══ THE RECORDS ══
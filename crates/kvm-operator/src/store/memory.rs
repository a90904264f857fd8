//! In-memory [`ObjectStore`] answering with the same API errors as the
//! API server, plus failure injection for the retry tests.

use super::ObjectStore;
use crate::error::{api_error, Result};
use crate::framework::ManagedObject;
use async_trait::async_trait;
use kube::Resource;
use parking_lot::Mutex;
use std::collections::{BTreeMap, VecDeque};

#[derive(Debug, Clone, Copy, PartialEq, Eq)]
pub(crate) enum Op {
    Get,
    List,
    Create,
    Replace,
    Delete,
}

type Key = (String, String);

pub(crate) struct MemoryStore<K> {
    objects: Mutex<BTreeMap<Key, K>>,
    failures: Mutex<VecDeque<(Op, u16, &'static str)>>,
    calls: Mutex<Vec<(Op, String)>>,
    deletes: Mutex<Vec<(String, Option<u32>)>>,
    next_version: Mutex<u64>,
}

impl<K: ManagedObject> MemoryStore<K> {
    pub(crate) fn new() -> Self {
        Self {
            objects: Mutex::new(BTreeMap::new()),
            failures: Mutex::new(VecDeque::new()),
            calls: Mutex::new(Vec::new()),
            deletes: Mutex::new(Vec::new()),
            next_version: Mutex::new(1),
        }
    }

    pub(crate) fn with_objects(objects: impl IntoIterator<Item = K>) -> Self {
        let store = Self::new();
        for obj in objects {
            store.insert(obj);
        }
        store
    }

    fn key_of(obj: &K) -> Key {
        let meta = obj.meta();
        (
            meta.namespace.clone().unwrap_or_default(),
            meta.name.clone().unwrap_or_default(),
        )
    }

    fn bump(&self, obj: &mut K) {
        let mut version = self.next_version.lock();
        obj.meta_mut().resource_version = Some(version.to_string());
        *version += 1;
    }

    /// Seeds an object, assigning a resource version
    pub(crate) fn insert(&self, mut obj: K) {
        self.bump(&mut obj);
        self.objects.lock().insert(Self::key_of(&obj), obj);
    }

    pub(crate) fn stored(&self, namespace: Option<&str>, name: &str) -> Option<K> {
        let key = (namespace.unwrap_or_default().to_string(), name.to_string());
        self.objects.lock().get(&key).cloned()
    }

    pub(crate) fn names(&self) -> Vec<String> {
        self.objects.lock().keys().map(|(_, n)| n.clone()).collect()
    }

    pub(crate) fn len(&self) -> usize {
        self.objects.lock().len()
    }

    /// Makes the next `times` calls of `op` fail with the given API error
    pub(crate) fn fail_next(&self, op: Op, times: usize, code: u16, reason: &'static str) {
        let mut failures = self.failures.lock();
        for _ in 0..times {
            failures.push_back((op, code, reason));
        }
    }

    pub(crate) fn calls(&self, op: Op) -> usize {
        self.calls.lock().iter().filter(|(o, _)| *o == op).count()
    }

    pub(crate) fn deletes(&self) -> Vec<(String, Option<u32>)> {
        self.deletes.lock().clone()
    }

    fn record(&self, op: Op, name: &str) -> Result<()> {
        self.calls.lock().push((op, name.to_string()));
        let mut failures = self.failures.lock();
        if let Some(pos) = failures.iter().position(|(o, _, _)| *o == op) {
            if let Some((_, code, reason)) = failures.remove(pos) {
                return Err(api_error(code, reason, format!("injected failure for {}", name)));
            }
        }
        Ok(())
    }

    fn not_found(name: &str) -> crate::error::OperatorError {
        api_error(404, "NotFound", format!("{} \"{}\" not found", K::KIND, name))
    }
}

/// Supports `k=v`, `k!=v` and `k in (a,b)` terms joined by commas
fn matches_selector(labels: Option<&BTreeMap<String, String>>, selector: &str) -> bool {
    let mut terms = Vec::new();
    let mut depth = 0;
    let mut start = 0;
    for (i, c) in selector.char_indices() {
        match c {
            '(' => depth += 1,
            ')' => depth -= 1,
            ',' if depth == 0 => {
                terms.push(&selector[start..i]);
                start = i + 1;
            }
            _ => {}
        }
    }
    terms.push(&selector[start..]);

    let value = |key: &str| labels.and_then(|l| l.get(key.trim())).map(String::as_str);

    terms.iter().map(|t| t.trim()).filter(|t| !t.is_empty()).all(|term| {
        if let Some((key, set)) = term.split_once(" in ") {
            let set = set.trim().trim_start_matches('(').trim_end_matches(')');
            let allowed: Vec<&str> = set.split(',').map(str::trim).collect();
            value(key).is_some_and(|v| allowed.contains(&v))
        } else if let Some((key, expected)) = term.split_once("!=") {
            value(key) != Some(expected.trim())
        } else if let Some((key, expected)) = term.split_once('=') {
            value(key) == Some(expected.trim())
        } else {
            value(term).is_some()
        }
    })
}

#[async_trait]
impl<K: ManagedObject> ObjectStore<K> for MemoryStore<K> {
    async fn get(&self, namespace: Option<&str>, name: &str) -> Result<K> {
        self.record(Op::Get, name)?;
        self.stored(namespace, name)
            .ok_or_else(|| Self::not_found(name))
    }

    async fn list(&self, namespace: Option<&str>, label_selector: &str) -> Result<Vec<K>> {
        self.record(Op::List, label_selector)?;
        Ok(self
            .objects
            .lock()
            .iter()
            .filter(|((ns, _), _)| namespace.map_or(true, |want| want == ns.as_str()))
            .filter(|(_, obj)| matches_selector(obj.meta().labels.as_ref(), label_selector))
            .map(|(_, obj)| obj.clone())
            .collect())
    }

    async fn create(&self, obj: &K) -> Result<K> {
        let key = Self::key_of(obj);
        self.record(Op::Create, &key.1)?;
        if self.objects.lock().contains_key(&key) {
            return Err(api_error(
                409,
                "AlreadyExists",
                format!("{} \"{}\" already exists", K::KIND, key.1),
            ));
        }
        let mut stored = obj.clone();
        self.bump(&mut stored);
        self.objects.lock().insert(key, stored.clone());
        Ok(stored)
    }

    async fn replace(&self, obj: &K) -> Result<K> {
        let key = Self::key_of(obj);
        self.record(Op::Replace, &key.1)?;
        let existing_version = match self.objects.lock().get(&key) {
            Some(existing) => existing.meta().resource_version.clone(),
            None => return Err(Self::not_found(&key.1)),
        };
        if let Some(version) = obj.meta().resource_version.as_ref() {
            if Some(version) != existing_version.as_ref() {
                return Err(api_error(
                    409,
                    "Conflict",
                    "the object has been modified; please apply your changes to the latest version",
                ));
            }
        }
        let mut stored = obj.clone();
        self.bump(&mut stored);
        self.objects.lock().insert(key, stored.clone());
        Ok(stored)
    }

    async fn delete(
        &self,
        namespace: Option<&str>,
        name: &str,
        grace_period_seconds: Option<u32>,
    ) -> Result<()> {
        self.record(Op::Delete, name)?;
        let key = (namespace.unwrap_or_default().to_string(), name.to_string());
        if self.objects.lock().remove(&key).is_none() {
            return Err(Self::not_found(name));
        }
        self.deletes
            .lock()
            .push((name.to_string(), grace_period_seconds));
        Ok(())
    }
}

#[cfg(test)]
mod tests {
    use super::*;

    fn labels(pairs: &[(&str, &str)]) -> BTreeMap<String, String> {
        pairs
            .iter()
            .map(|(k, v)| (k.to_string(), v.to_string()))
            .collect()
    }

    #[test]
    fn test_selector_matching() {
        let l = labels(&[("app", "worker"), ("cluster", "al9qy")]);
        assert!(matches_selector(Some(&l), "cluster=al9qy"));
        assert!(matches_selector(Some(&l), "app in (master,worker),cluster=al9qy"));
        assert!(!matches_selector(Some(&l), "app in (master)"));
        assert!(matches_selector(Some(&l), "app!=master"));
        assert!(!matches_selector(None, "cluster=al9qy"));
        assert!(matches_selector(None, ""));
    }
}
═══
--- INSTRUCTIONS FOR THE TASK ---
The lines above should be printed again, exactly as they are.

--- TASK ANSWER ---
filename crates/kvm-operator/src/store/memory.rs
repository a90904264f857fd8
//! In-memory [`ObjectStore`] answering with the same API errors as the
//! API server, plus failure injection for the retry tests.

use super::ObjectStore;
use crate::error::{api_error, Result};
use crate::framework::ManagedObject;
use async_trait::async_trait;
use kube::Resource;
use parking_lot::Mutex;
use std::collections::{BTreeMap, VecDeque};

#[derive(Debug, Clone, Copy, PartialEq, Eq)]
pub(crate) enum Op {
    Get,
    List,
    Create,
    Replace,
    Delete,
}

type Key = (String, String);

pub(crate) struct MemoryStore<K> {
    objects: Mutex<BTreeMap<Key, K>>,
    failures: Mutex<VecDeque<(Op, u16, &'static str)>>,
    calls: Mutex<Vec<(Op, String)>>,
    deletes: Mutex<Vec<(String, Option<u32>)>>,
    next_version: Mutex<u64>,
}

impl<K: ManagedObject> MemoryStore<K> {
    pub(crate) fn new() -> Self {
        Self {
            objects: Mutex::new(BTreeMap::new()),
            failures: Mutex::new(VecDeque::new()),
            calls: Mutex::new(Vec::new()),
            deletes: Mutex::new(Vec::new()),
            next_version: Mutex::new(1),
        }
    }

    pub(crate) fn with_objects(objects: impl IntoIterator<Item = K>) -> Self {
        let store = Self::new();
        for obj in objects {
            store.insert(obj);
        }
        store
    }

    fn key_of(obj: &K) -> Key {
        let meta = obj.meta();
        (
            meta.namespace.clone().unwrap_or_default(),
            meta.name.clone().unwrap_or_default(),
        )
    }

    fn bump(&self, obj: &mut K) {
        let mut version = self.next_version.lock();
        obj.meta_mut().resource_version = Some(version.to_string());
        *version += 1;
    }

    /// Seeds an object, assigning a resource version
    pub(crate) fn insert(&self, mut obj: K) {
        self.bump(&mut obj);
        self.objects.lock().insert(Self::key_of(&obj), obj);
    }

    pub(crate) fn stored(&self, namespace: Option<&str>, name: &str) -> Option<K> {
        let key = (namespace.unwrap_or_default().to_string(), name.to_string());
        self.objects.lock().get(&key).cloned()
    }

    pub(crate) fn names(&self) -> Vec<String> {
        self.objects.lock().keys().map(|(_, n)| n.clone()).collect()
    }

    pub(crate) fn len(&self) -> usize {
        self.objects.lock().len()
    }

    /// Makes the next `times` calls of `op` fail with the given API error
    pub(crate) fn fail_next(&self, op: Op, times: usize, code: u16, reason: &'static str) {
        let mut failures = self.failures.lock();
        for _ in 0..times {
            failures.push_back((op, code, reason));
        }
    }

    pub(crate) fn calls(&self, op: Op) -> usize {
        self.calls.lock().iter().filter(|(o, _)| *o == op).count()
    }

    pub(crate) fn deletes(&self) -> Vec<(String, Option<u32>)> {
        self.deletes.lock().clone()
    }

    fn record(&self, op: Op, name: &str) -> Result<()> {
        self.calls.lock().push((op, name.to_string()));
        let mut failures = self.failures.lock();
        if let Some(pos) = failures.iter().position(|(o, _, _)| *o == op) {
            if let Some((_, code, reason)) = failures.remove(pos) {
                return Err(api_error(code, reason, format!("injected failure for {}", name)));
            }
        }
        Ok(())
    }

    fn not_found(name: &str) -> crate::error::OperatorError {
        api_error(404, "NotFound", format!("{} \"{}\" not found", K::KIND, name))
    }
}

/// Supports `k=v`, `k!=v` and `k in (a,b)` terms joined by commas
fn matches_selector(labels: Option<&BTreeMap<String, String>>, selector: &str) -> bool {
    let mut terms = Vec::new();
    let mut depth = 0;
    let mut start = 0;
    for (i, c) in selector.char_indices() {
        match c {
            '(' => depth += 1,
            ')' => depth -= 1,
            ',' if depth == 0 => {
                terms.push(&selector[start..i]);
                start = i + 1;
            }
            _ => {}
        }
    }
    terms.push(&selector[start..]);

    let value = |key: &str| labels.and_then(|l| l.get(key.trim())).map(String::as_str);

    terms.iter().map(|t| t.trim()).filter(|t| !t.is_empty()).all(|term| {
        if let Some((key, set)) = term.split_once(" in ") {
            let set = set.trim().trim_start_matches('(').trim_end_matches(')');
            let allowed: Vec<&str> = set.split(',').map(str::trim).collect();
            value(key).is_some_and(|v| allowed.contains(&v))
        } else if let Some((key, expected)) = term.split_once("!=") {
            value(key) != Some(expected.trim())
        } else if let Some((key, expected)) = term.split_once('=') {
            value(key) == Some(expected.trim())
        } else {
            value(term).is_some()
        }
    })
}

#[async_trait]
impl<K: ManagedObject> ObjectStore<K> for MemoryStore<K> {
    async fn get(&self, namespace: Option<&str>, name: &str) -> Result<K> {
        self.record(Op::Get, name)?;
        self.stored(namespace, name)
            .ok_or_else(|| Self::not_found(name))
    }

    async fn list(&self, namespace: Option<&str>, label_selector: &str) -> Result<Vec<K>> {
        self.record(Op::List, label_selector)?;
        Ok(self
            .objects
            .lock()
            .iter()
            .filter(|((ns, _), _)| namespace.map_or(true, |want| want == ns.as_str()))
            .filter(|(_, obj)| matches_selector(obj.meta().labels.as_ref(), label_selector))
            .map(|(_, obj)| obj.clone())
            .collect())
    }

    async fn create(&self, obj: &K) -> Result<K> {
        let key = Self::key_of(obj);
        self.record(Op::Create, &key.1)?;
        if self.objects.lock().contains_key(&key) {
            return Err(api_error(
                409,
                "AlreadyExists",
                format!("{} \"{}\" already exists", K::KIND, key.1),
            ));
        }
        let mut stored = obj.clone();
        self.bump(&mut stored);
        self.objects.lock().insert(key, stored.clone());
        Ok(stored)
    }

    async fn replace(&self, obj: &K) -> Result<K> {
        let key = Self::key_of(obj);
        self.record(Op::Replace, &key.1)?;
        let existing_version = match self.objects.lock().get(&key) {
            Some(existing) => existing.meta().resource_version.clone(),
            None => return Err(Self::not_found(&key.1)),
        };
        if let Some(version) = obj.meta().resource_version.as_ref() {
            if Some(version) != existing_version.as_ref() {
                return Err(api_error(
                    409,
                    "Conflict",
                    "the object has been modified; please apply your changes to the latest version",
                ));
            }
        }
        let mut stored = obj.clone();
        self.bump(&mut stored);
        self.objects.lock().insert(key, stored.clone());
        Ok(stored)
    }

    async fn delete(
        &self,
        namespace: Option<&str>,
        name: &str,
        grace_period_seconds: Option<u32>,
    ) -> Result<()> {
        self.record(Op::Delete, name)?;
        let key = (namespace.unwrap_or_default().to_string(), name.to_string());
        if self.objects.lock().remove(&key).is_none() {
            return Err(Self::not_found(name));
        }
        self.deletes
            .lock()
            .push((name.to_string(), grace_period_seconds));
        Ok(())
    }
}

#[cfg(test)]
mod tests {
    use super::*;

    fn labels(pairs: &[(&str, &str)]) -> BTreeMap<String, String> {
        pairs
            .iter()
            .map(|(k, v)| (k.to_string(), v.to_string()))
            .collect()
    }

    #[test]
    fn test_selector_matching() {
        let l = labels(&[("app", "worker"), ("cluster", "al9qy")]);
        assert!(matches_selector(Some(&l), "cluster=al9qy"));
        assert!(matches_selector(Some(&l), "app in (master,worker),cluster=al9qy"));
        assert!(!matches_selector(Some(&l), "app in (master)"));
        assert!(matches_selector(Some(&l), "app!=master"));
        assert!(!matches_selector(None, "cluster=al9qy"));
        assert!(matches_selector(None, ""));
    }
}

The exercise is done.